Legislative drafting is central to constitutional democracy, governance, and the rule of law. Statutes and subordinate legislation give concrete form to public policy, define rights and obligations, establish institutions, and regulate economic and social life. Despite this centrality, legislative drafting in India remains largely an informal, practice-based skill, learned through experience rather than systematic academic training.
In India, legislative drafting is undertaken by officials working in: The Legislative Department, Ministry of Law & Justice legislative wings of Union and State Ministries Parliament and State Legislature Secretariats regulatory bodies, statutory authorities, and commissions most such officials do not receive formal education in legislative theory, drafting techniques, constitutional coherence, statutory interpretation, or plain-language drafting.

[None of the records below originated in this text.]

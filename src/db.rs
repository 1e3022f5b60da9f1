//! Driver adapter and connection provider.
//!
//! [`DbConnection`] is the seam between the report logic and the driver: the
//! query, plan and index modules only talk to this trait, so they can be
//! exercised against a scripted connection in tests and against MySQL in
//! production through [`MySqlSession`].

use std::str::FromStr;
use std::sync::OnceLock;

use futures::future::{BoxFuture, FutureExt};
use futures::stream::{BoxStream, StreamExt};
use sqlx::mysql::{MySqlConnectOptions, MySqlConnection, MySqlRow};
use sqlx::{Column, Connection, Executor, Row, TypeInfo};
use tracing::{debug, info};

use crate::config::DbConfig;
use crate::error::{ConnectionError, DriverError};

/// One named column value of a result row, rendered as text.
#[derive(Debug, Clone, PartialEq, Eq)]
pub struct Field {
    pub name: String,
    pub value: Option<String>,
}

impl Field {
    pub fn new(name: impl Into<String>, value: Option<&str>) -> Self {
        Self {
            name: name.into(),
            value: value.map(str::to_string),
        }
    }
}

/// A result row in the column order of the statement that produced it.
pub type TextRow = Vec<Field>;

/// A single live database session.
///
/// Statements are issued one at a time: both `execute` and `fetch` borrow the
/// connection mutably, so a result stream must be dropped before the next
/// statement can start. `close` consumes the connection.
pub trait DbConnection: Send {
    /// Run a statement that produces no result set; returns rows affected.
    fn execute<'c>(&'c mut self, sql: &'c str) -> BoxFuture<'c, Result<u64, DriverError>>;

    /// Run a statement and stream its rows. Dropping the stream releases the
    /// statement and its result set, whether or not every row was read.
    fn fetch<'c>(&'c mut self, sql: &'c str) -> BoxStream<'c, Result<TextRow, DriverError>>;

    fn close(self) -> BoxFuture<'static, Result<(), DriverError>>
    where
        Self: Sized;
}

/// Produces the single connection a session runs on.
pub trait ConnectionProvider {
    type Connection: DbConnection;

    fn open(&self) -> BoxFuture<'_, Result<Self::Connection, ConnectionError>>;
}

static DRIVER: OnceLock<()> = OnceLock::new();

/// Process-wide driver initialization. Call once at startup; later calls are no-ops.
pub fn init_driver() {
    DRIVER.get_or_init(|| {
        info!("MySQL driver initialized");
    });
}

pub fn driver_initialized() -> bool {
    DRIVER.get().is_some()
}

/// Opens MySQL connections from `db.url`, `db.user` and `db.password`.
pub struct MySqlProvider {
    config: DbConfig,
}

impl MySqlProvider {
    pub fn new(config: DbConfig) -> Self {
        Self { config }
    }

    fn connect_options(&self) -> Result<MySqlConnectOptions, ConnectionError> {
        let url = required("db.url", &self.config.url)?;
        let user = required("db.user", &self.config.user)?;
        // An empty password is a legitimate credential; only absence is an error.
        let password = self
            .config
            .password
            .as_deref()
            .ok_or(ConnectionError::MissingCredential("db.password"))?;

        let opts = MySqlConnectOptions::from_str(url)
            .map_err(|e| ConnectionError::InvalidUrl(DriverError::from(e).message))?;
        Ok(opts.username(user).password(password))
    }
}

impl ConnectionProvider for MySqlProvider {
    type Connection = MySqlSession;

    fn open(&self) -> BoxFuture<'_, Result<MySqlSession, ConnectionError>> {
        Box::pin(async move {
            if !driver_initialized() {
                return Err(ConnectionError::DriverNotInitialized);
            }
            let opts = self.connect_options()?;
            let conn = MySqlConnection::connect_with(&opts)
                .await
                .map_err(|e| ConnectionError::Connect(e.into()))?;
            info!("Connected to MySQL");
            Ok(MySqlSession { conn })
        })
    }
}

fn required<'a>(key: &'static str, value: &'a Option<String>) -> Result<&'a str, ConnectionError> {
    value
        .as_deref()
        .filter(|v| !v.is_empty())
        .ok_or(ConnectionError::MissingCredential(key))
}

/// [`DbConnection`] over one sqlx MySQL connection.
///
/// Statements go through the text protocol: the plan directive and DDL are
/// not guaranteed to be preparable on every server version.
pub struct MySqlSession {
    conn: MySqlConnection,
}

impl DbConnection for MySqlSession {
    fn execute<'c>(&'c mut self, sql: &'c str) -> BoxFuture<'c, Result<u64, DriverError>> {
        debug!(sql, "execute");
        // No async block here: it trips the higher-ranked `Executor` bound.
        (&mut self.conn)
            .execute(sqlx::raw_sql(sql))
            .map(|result| result.map(|r| r.rows_affected()).map_err(DriverError::from))
            .boxed()
    }

    fn fetch<'c>(&'c mut self, sql: &'c str) -> BoxStream<'c, Result<TextRow, DriverError>> {
        debug!(sql, "fetch");
        (&mut self.conn)
            .fetch(sqlx::raw_sql(sql))
            .map(|row| row.map(|r| row_to_text(&r)).map_err(DriverError::from))
            .boxed()
    }

    fn close(self) -> BoxFuture<'static, Result<(), DriverError>> {
        Box::pin(async move {
            self.conn.close().await?;
            debug!("MySQL connection closed");
            Ok(())
        })
    }
}

fn row_to_text(row: &MySqlRow) -> TextRow {
    row.columns()
        .iter()
        .enumerate()
        .map(|(i, col)| Field {
            name: col.name().to_string(),
            value: column_to_text(row, i, col.type_info().name()),
        })
        .collect()
}

fn column_to_text(row: &MySqlRow, idx: usize, type_name: &str) -> Option<String> {
    match type_name {
        "TINYINT" | "SMALLINT" | "MEDIUMINT" | "INT" | "BIGINT" => {
            if let Ok(v) = row.try_get::<Option<i64>, _>(idx) {
                return v.map(|n| n.to_string());
            }
        }
        "TINYINT UNSIGNED" | "SMALLINT UNSIGNED" | "MEDIUMINT UNSIGNED" | "INT UNSIGNED" | "BIGINT UNSIGNED" => {
            if let Ok(v) = row.try_get::<Option<u64>, _>(idx) {
                return v.map(|n| n.to_string());
            }
        }
        "FLOAT" | "DOUBLE" => {
            if let Ok(v) = row.try_get::<Option<f64>, _>(idx) {
                return v.map(|n| n.to_string());
            }
        }
        // Exact digits as the server sent them; going through f64 would round.
        "DECIMAL" | "NUMERIC" => {
            if let Ok(v) = row.try_get_unchecked::<Option<String>, _>(idx) {
                return v;
            }
        }
        _ => {}
    }
    // VARCHAR, TEXT, CHAR and the other character types
    if let Ok(v) = row.try_get::<Option<String>, _>(idx) {
        return v;
    }
    // Binary columns: decode as UTF-8 when possible (MySQL reports some
    // function results such as JSON_PRETTY over user variables as blobs),
    // otherwise hex.
    if let Ok(v) = row.try_get::<Option<Vec<u8>>, _>(idx) {
        return v.map(|b| {
            String::from_utf8(b).unwrap_or_else(|e| {
                let hex: String = e.into_bytes().iter().map(|byte| format!("{:02x}", byte)).collect();
                format!("0x{}", hex)
            })
        });
    }
    // DATE, TIME, DATETIME and anything else: statements run over the text
    // protocol, so the raw value is already the server's text rendering.
    row.try_get_unchecked::<Option<String>, _>(idx).ok().flatten()
}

This gap has contributed to persistent challenges including complex and inaccessible legal language, ambiguities leading to litigation, inconsistencies between statutes, and occasional constitutional infirmities. Historically, legislative drafting in India has relied on colonial-era drafting styles marked by dense legal English and technical formulations. While legally precise, such language often distances the law from citizens and undermines access to justice. Poor drafting also increases interpretive burdens on courts and creates regulatory uncertainty. There is Therefore a compelling need for a specialised, interdisciplinary, and practice-oriented Master's programme dedicated exclusively to legislative drafting, one that integrates law, policy, governance, language, and comparative global best practices.